* [Work to be completed]
Reproduce the records starting at the line that contains "is bound to" and running to the last line, exactly and in full.

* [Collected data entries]
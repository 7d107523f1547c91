use thiserror::Error;

use super::types::Stage;

/// Shader compilation and strict-lookup failures.
#[derive(Error, Debug, Clone, PartialEq)]
pub enum ShaderError {
    /// GLSL source did not parse
    #[error("{stage} shader failed to parse:\n{message}")]
    Parse { stage: Stage, message: String },

    /// Parsed module rejected by the validator
    #[error("{stage} shader failed validation:\n{message}")]
    Validation { stage: Stage, message: String },

    /// Stage interfaces do not agree
    #[error("program link failed: {0}")]
    Link(String),

    /// Operation requires a compiled program
    #[error("shader is not compiled")]
    NotCompiled,

    #[error("unknown uniform `{0}`")]
    UnknownUniform(String),

    #[error("unknown uniform block `{0}`")]
    UnknownBlock(String),

    /// A uniform buffer's layout does not match the block it is bound to
    #[error("uniform block `{block}` does not match buffer: {detail}")]
    BlockMismatch { block: String, detail: String },
}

* [Solution for this exercise]
    /// A uniform buffer's layout does not match the block it is bound to
    #[error("uniform block `{block}` does not match buffer: {detail}")]
    BlockMismatch { block: String, detail: String },
}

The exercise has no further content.